//! # 缩放流水线模块
//!
//! ## 设计思路
//!
//! 把“任意源图 → 不超过 `size × size` 的 RGBA 图”集中在这里，
//! 与遮罩、编码完全解耦。
//!
//! ## 实现思路
//!
//! 1. `fit_within` 计算保持宽高比的目标尺寸（只缩小，不放大）
//! 2. 优先使用 `fast_image_resize` 执行卷积缩放
//! 3. 失败时回退 `image::imageops::resize`，滤镜保持一致

use fast_image_resize as fr;
use image::imageops::FilterType;
use image::{DynamicImage, RgbaImage};

use super::IconError;

/// 计算在 `size × size` 方框内保持宽高比的尺寸。
///
/// 已经放得下的图片保持原尺寸；长边缩放到 `size`，短边四舍五入且至少为 1。
///
/// # 示例
/// ```rust
/// use rounded_icons::icon::fit_within;
///
/// assert_eq!(fit_within(1000, 800, 192), (192, 154));
/// assert_eq!(fit_within(100, 50, 192), (100, 50));
/// ```
pub fn fit_within(width: u32, height: u32, size: u32) -> (u32, u32) {
    if width <= size && height <= size {
        return (width, height);
    }

    if width >= height {
        (size, scale_side(height, size, width))
    } else {
        (scale_side(width, size, height), size)
    }
}

/// `round(side * target / long)`，整数运算避免浮点误差。
fn scale_side(side: u32, target: u32, long: u32) -> u32 {
    let numerator = side as u64 * target as u64 * 2 + long as u64;
    let scaled = numerator / (long as u64 * 2);
    (scaled as u32).max(1)
}

/// 将源图转换为 RGBA 并缩放到方框内。
pub(crate) fn resize_to_fit(
    source: &DynamicImage,
    size: u32,
    filter: FilterType,
) -> Result<RgbaImage, IconError> {
    let rgba = source.to_rgba8();
    let (width, height) = rgba.dimensions();
    if width == 0 || height == 0 {
        return Err(IconError::Decode("源图片尺寸为 0".to_string()));
    }

    let (target_width, target_height) = fit_within(width, height, size);
    if (target_width, target_height) == (width, height) {
        return Ok(rgba);
    }

    log::debug!(
        "🧩 缩放：{}x{} -> {}x{}（filter={:?}）",
        width,
        height,
        target_width,
        target_height,
        filter
    );

    match resize_with_fast_image_resize(&rgba, target_width, target_height, filter) {
        Ok(resized) => Ok(resized),
        Err(err) => {
            log::warn!("⚠️ fast_image_resize 缩放失败，回退 image::imageops::resize：{}", err);
            Ok(image::imageops::resize(
                &rgba,
                target_width,
                target_height,
                filter,
            ))
        }
    }
}

fn resize_with_fast_image_resize(
    src: &RgbaImage,
    target_width: u32,
    target_height: u32,
    filter: FilterType,
) -> Result<RgbaImage, IconError> {
    let (src_width, src_height) = src.dimensions();

    let src_image = fr::images::Image::from_vec_u8(
        src_width,
        src_height,
        src.as_raw().clone(),
        fr::PixelType::U8x4,
    )
    .map_err(|e| IconError::Decode(format!("构建源图像缓冲失败：{}", e)))?;

    let mut dst_image = fr::images::Image::new(target_width, target_height, fr::PixelType::U8x4);

    let mut resizer = fr::Resizer::new();
    let options = fr::ResizeOptions::new()
        .resize_alg(fr::ResizeAlg::Convolution(to_fast_filter(filter)));

    resizer
        .resize(&src_image, &mut dst_image, Some(&options))
        .map_err(|e| IconError::Decode(format!("fast_image_resize 执行失败：{}", e)))?;

    RgbaImage::from_raw(target_width, target_height, dst_image.into_vec())
        .ok_or_else(|| IconError::Decode("fast_image_resize 输出缓冲长度异常".to_string()))
}

fn to_fast_filter(filter: FilterType) -> fr::FilterType {
    match filter {
        FilterType::Nearest => fr::FilterType::Box,
        FilterType::Triangle => fr::FilterType::Bilinear,
        FilterType::CatmullRom => fr::FilterType::CatmullRom,
        FilterType::Gaussian => fr::FilterType::Mitchell,
        FilterType::Lanczos3 => fr::FilterType::Lanczos3,
    }
}
//! # 生成结果汇总
//!
//! `GenerationReport` 记录每个已写入产物的路径、类别、尺寸与字节数，
//! 供入口打印汇总，也方便测试断言。

use std::path::{Path, PathBuf};

use super::plan::ArtifactKind;

/// 已写入磁盘的单个产物
#[derive(Debug, Clone, PartialEq, Eq)]
pub struct GeneratedArtifact {
    pub kind: ArtifactKind,
    pub path: PathBuf,
    pub sizes: Vec<u32>,
    pub bytes: usize,
}

/// 一次 `generate_all` 的完整结果，顺序与清单一致
#[derive(Debug, Clone, Default, PartialEq, Eq)]
pub struct GenerationReport {
    pub artifacts: Vec<GeneratedArtifact>,
}

impl GenerationReport {
    pub(crate) fn push(&mut self, artifact: GeneratedArtifact) {
        self.artifacts.push(artifact);
    }

    pub fn len(&self) -> usize {
        self.artifacts.len()
    }

    pub fn is_empty(&self) -> bool {
        self.artifacts.is_empty()
    }

    pub fn paths(&self) -> impl Iterator<Item = &Path> {
        self.artifacts.iter().map(|a| a.path.as_path())
    }

    pub fn of_kind(&self, kind: ArtifactKind) -> impl Iterator<Item = &GeneratedArtifact> {
        self.artifacts.iter().filter(move |a| a.kind == kind)
    }

    pub fn total_bytes(&self) -> usize {
        self.artifacts.iter().map(|a| a.bytes).sum()
    }
}
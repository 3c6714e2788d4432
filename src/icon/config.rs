//! # 配置模块
//!
//! ## 设计思路
//!
//! 将所有“可调策略”集中到 `IconConfig`，保证生成行为可观测、可测试。
//! 圆角策略（`RadiusPolicy`）作为高层语义，对应 PWA / favicon / ICO 三种档位。
//!
//! ## 实现思路
//!
//! - `Default` 提供生产可用配置（Lanczos3 + 最佳 PNG 压缩）。
//! - `RadiusPolicy` 负责“百分比 → 像素半径”的换算与最小值钳制。
//! - `validate_*` 系列函数在流水线入口统一拒绝非法参数。

use image::codecs::png::CompressionType;
use image::imageops::FilterType;

use super::IconError;

/// 图标生成配置。
///
/// 字段覆盖了读取、解码、缩放与编码四个阶段。
#[derive(Debug, Clone)]
pub struct IconConfig {
    /// 读取源文件时允许的最大文件体积（字节）。
    pub max_file_size: u64,
    /// 解码前按文件头尺寸估算的像素上限（`width * height`）。
    pub max_decoded_pixels: u64,
    /// 缩放滤镜策略。
    pub resize_filter: FilterType,
    /// PNG 压缩级别。
    pub png_compression: CompressionType,
}

impl Default for IconConfig {
    fn default() -> Self {
        Self {
            max_file_size: 50 * 1024 * 1024,
            max_decoded_pixels: 40_000_000,
            resize_filter: FilterType::Lanczos3,
            png_compression: CompressionType::Best,
        }
    }
}

/// 圆角策略：按图标边长的百分比计算半径，并可指定最小像素值。
#[derive(Debug, Clone, Copy, PartialEq)]
pub struct RadiusPolicy {
    /// 圆角半径占边长的百分比，取值范围 `(0, 100]`。
    pub percent: f64,
    /// 半径下限（像素），0 表示不钳制。
    pub min_px: u32,
}

impl RadiusPolicy {
    /// PWA 图标与 Apple touch icon：20%。
    pub const PWA: Self = Self::percent(20.0);
    /// PNG favicon：15%，不设下限。
    pub const FAVICON: Self = Self::percent(15.0);
    /// favicon.ico 内的各帧：15%，至少 2 像素。
    pub const FAVICON_ICO: Self = Self {
        percent: 15.0,
        min_px: 2,
    };

    pub const fn percent(percent: f64) -> Self {
        Self { percent, min_px: 0 }
    }

    /// 校验百分比是否位于 `(0, 100]`。
    pub fn validate(&self) -> Result<(), IconError> {
        if !self.percent.is_finite() || self.percent <= 0.0 || self.percent > 100.0 {
            return Err(IconError::InvalidRadius(self.percent));
        }
        Ok(())
    }

    /// 计算指定边长下的实际圆角半径（像素）。
    ///
    /// `round(size * percent / 100)`，再应用下限，最后不超过边长的一半。
    ///
    /// # 示例
    /// ```rust
    /// use rounded_icons::icon::RadiusPolicy;
    ///
    /// assert_eq!(RadiusPolicy::PWA.radius_for(192), 38);
    /// assert_eq!(RadiusPolicy::FAVICON_ICO.radius_for(8), 2);
    /// ```
    pub fn radius_for(&self, size: u32) -> u32 {
        let raw = (size as f64 * self.percent / 100.0).round() as u32;
        raw.max(self.min_px).min(size / 2)
    }
}

/// 校验目标边长。
pub(crate) fn validate_size(size: u32) -> Result<(), IconError> {
    if size == 0 {
        return Err(IconError::InvalidSize("图标边长必须大于 0".to_string()));
    }
    Ok(())
}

## What you need to do
Please go through the entries and show every line with the word "return".

## Task result
        return (width, height);
        return Err(IconError::Decode("源图片尺寸为 0".to_string()));
        return Ok(rgba);
            return Err(IconError::InvalidRadius(self.percent));
        return Err(IconError::InvalidSize("图标边长必须大于 0".to_string()));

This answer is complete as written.